Signed-off-by: Angus Salkeld <asalkeld@redhat.com>
Reviewed-by: Fabio M. Di Nitto <fdinitto@redhat.com>
2011-03-15 19:35:23 +11:00
Angus Salkeld
86ada30aa4 Fix the ttl defaults and range
1) both IPv4 and IPv6 mcast should default to ttl=1
2) the range should be 0..255
   0 is valid meaning localhost only (cluster of one)

Signed-off-by: Angus Salkeld <asalkeld@redhat.com>
Reviewed-by: Fabio M. Di Nitto <fdinitto@redhat.com>
2011-03-15 19:34:46 +11:00
Russell Bryant
5da4d5479a Convert existing documentation to doxygen format.
This patch modifies most of the existing comments in header files to be
in a format that doxygen can interpret.  This provides another
significant improvement to the web/pdf/etc generated documentation
without having to add new content.

Signed-off-by: Russell Bryant <russell@russellbryant.net>
Reviewed-by: Angus Salkeld <asalkeld@redhat.com>
2011-03-12 15:03:16 +11:00
Zane Bitter
dddaeef21c Allocate packet buffers in the transport drivers
This change paves the way for eliminating a copy within the Infiniband
driver in the future by transferring responsibility for allocating and
freeing message buffers to the transport driver layer.

Tested under valgrind on a single-node cluster.

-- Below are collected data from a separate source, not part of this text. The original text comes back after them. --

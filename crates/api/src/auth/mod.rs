//! Authentication primitives.
//!
//! - [`password`] -- Argon2id password hashing and verification.
//! - [`jwt`] -- HS256 access-token generation and validation.

pub mod jwt;
pub mod password;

Signed-off-by: Zane Bitter <zane.bitter@gmail.com>
Reviewed-by: Steven Dake <sdake@redhat.com>
2011-03-11 20:38:28 -07:00
Steven Dake
6aa47fde95 Fix abort when token is lost in RECOVERY state
A commit token should be rejected when a token is lost in the recovery
state.  This occurs naturally because the ring id increases by 4 for
every new ring.  Prior to this patch, if the token was lost, the old
ring id information was restored, causing a commit token to be accepted
when it should be rejected.  This erronously accepted commit token would
lead to an assertion which is fixed by this patch.

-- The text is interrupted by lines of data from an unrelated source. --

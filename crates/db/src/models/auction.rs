//! Auction entity model, DTOs, and read-side projections.

use aiforge_core::auction::{AuctionStatus, StatusId};
use aiforge_core::error::CoreError;
use aiforge_core::types::{DbId, Money, Timestamp};
use serde::Serialize;
use sqlx::FromRow;

use crate::models::category::Category;
use crate::models::image::Image;

/// An auction row from the `auctions` table.
#[derive(Debug, Clone, FromRow)]
pub struct Auction {
    pub id: DbId,
    pub title: String,
    pub description: String,
    pub starting_price: Money,
    pub current_price: Money,
    pub reserve_price: Option<Money>,
    pub buyout_price: Option<Money>,
    pub ends_at: Timestamp,
    pub status_id: StatusId,
    pub seller_id: DbId,
    pub category_id: DbId,
    pub tags: Vec<String>,
    pub created_at: Timestamp,
    pub updated_at: Timestamp,
}

impl Auction {
    /// Resolve the raw `status_id` to the domain enum.
    pub fn status(&self) -> Result<AuctionStatus, CoreError> {
        AuctionStatus::from_id(self.status_id)
    }
}

/// Serialized auction representation for API responses (status as string).
#[derive(Debug, Clone, Serialize)]
pub struct AuctionResponse {
    pub id: DbId,
    pub title: String,
    pub description: String,
    pub starting_price: Money,
    pub current_price: Money,
    pub reserve_price: Option<Money>,
    pub buyout_price: Option<Money>,
    pub ends_at: Timestamp,
    pub status: AuctionStatus,
    pub seller_id: DbId,
    pub category_id: DbId,
    pub tags: Vec<String>,
    pub created_at: Timestamp,
}

impl TryFrom<Auction> for AuctionResponse {
    type Error = CoreError;

    fn try_from(auction: Auction) -> Result<Self, Self::Error> {
        let status = auction.status()?;
        Ok(Self {
            id: auction.id,
            title: auction.title,
            description: auction.description,
            starting_price: auction.starting_price,
            current_price: auction.current_price,
            reserve_price: auction.reserve_price,
            buyout_price: auction.buyout_price,
            ends_at: auction.ends_at,
            status,
            seller_id: auction.seller_id,
            category_id: auction.category_id,
            tags: auction.tags,
            created_at: auction.created_at,
        })
    }
}

/// One row of a paginated listing (or a seller's dashboard): auction fields
/// joined with its primary image, the seller's public name/avatar, and the
/// bid count.
#[derive(Debug, Clone, FromRow, Serialize)]
pub struct AuctionSummary {
    pub id: DbId,
    pub title: String,
    pub current_price: Money,
    pub buyout_price: Option<Money>,
    pub ends_at: Timestamp,
    /// Status name resolved from the `auction_statuses` lookup table.
    pub status: String,
    pub tags: Vec<String>,
    pub created_at: Timestamp,
    pub primary_image_url: Option<String>,
    pub seller_name: String,
    pub seller_avatar_url: Option<String>,
    pub bid_count: i64,
}

/// Seller fields exposed on the auction detail page. The seller's email is
/// deliberately absent.
#[derive(Debug, Clone, FromRow, Serialize)]
pub struct SellerPublic {
    pub id: DbId,
    pub name: String,
    pub avatar_url: Option<String>,
}

/// Full auction detail: the auction, its seller and category, every image,
/// the top bids, and the total bid count.
#[derive(Debug, Serialize)]
pub struct AuctionDetail {
    #[serde(flatten)]
    pub auction: AuctionResponse,
    pub seller: SellerPublic,
    pub category: Category,
    pub images: Vec<Image>,
    pub top_bids: Vec<crate::models::bid::BidWithBidder>,
    pub bid_count: i64,
}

Signed-off-by: Steven Dake <sdake@redhat.com>
Reviewed-by: Angus Salkeld <asalkeld@redhat.com>
2011-03-07 17:15:05 -07:00
Russell Bryant
c112ee8c89 Add content for the doxygen main page.
This creates some content on the main page of the documentation
generated by doxygen.  The main page includes the license and a link
to the project web site.

Signed-off-by: Russell Bryant <russell@russellbryant.net>
eviewed-by: Steven Dake <sdake@redhat.com>
2011-03-07 08:42:01 -06:00
Russell Bryant
a609f79f1f Ensure that strings are null terminated after strncpy().
From the strcpy(3) man page, the following warning is given:
  The strncpy() function is similar, except that at most n bytes of src
  are  copied.  Warning: If there is no null byte among the first n bytes
  of src, the string placed in dest will not be null-terminated.

The current corosync code base does not take this warning into account
when using strncpy, potentially resulting in non-null terminated strings.

Signed-off-by: Russell Bryant <russell@russellbryant.net>
Reviewed-by: Steven Dake <sdake@redhat.com>
2011-03-07 08:30:03 -06:00
Steven Dake
7471c88346 Don't assert when ring id file is less then 8 bytes
If the ring id file for the processor is less then 8 bytes, totemsrp would
assert.  Our speculation is that this condition happens during a fencing
operation or local filesystem corruption.

With this patch, Corosync will create fresh ring id file data when the
incorrect number of bytes are read from the ring id.

Amend to use sizeof the strerror string length and PATH_MAX for the path length.

Signed-off-by: Steven Dake <sdake@redhat.com>
Reviewed-by: Angus Salkeld <asalkeld@redhat.com>
2011-02-24 15:34:39 -07:00
Jan Friesse
894ece6a14 objdb: destroy all handles in _clear_object
Patch replaces free for object_instance with handle_destroy to remove
leaks in handles (and also memory leak).

Signed-off-by: Jan Friesse <jfriesse@redhat.com>
Reviewed-by: Steven Dake <sdake@redhat.com>
2011-02-24 12:15:01 +01:00
Jan Friesse
41aeecc4ef Iterate all items in object_reload_notification
Signed-off-by: Jan Friesse <jfriesse@redhat.com>
Reviewed-by: Steven Dake <sdake@redhat.com>
2011-02-23 13:36:28 +01:00
Jan Friesse
c5e8237325 logsys: Properly lock flt data before dump
Data needs to be locked, otherwise resulting fdata file may be
incorrect.

Signed-off-by: Jan Friesse <jfriesse@redhat.com>
Reviewed-by: Steven Dake <sdake@redhat.com>
2011-02-22 10:11:11 +01:00
Jan Friesse
88515e3d20 logsys: Don't leak fd on successful fdata dump
Signed-off-by: Jan Friesse <jfriesse@redhat.com>
Reviewed-by: Steven Dake <sdake@redhat.com>
2011-02-22 10:09:10 +01:00
Russell Bryant
907d974352 Add calls to pthread_attr_destroy().
This patch adds a couple of missing calls to pthread_attr_destroy().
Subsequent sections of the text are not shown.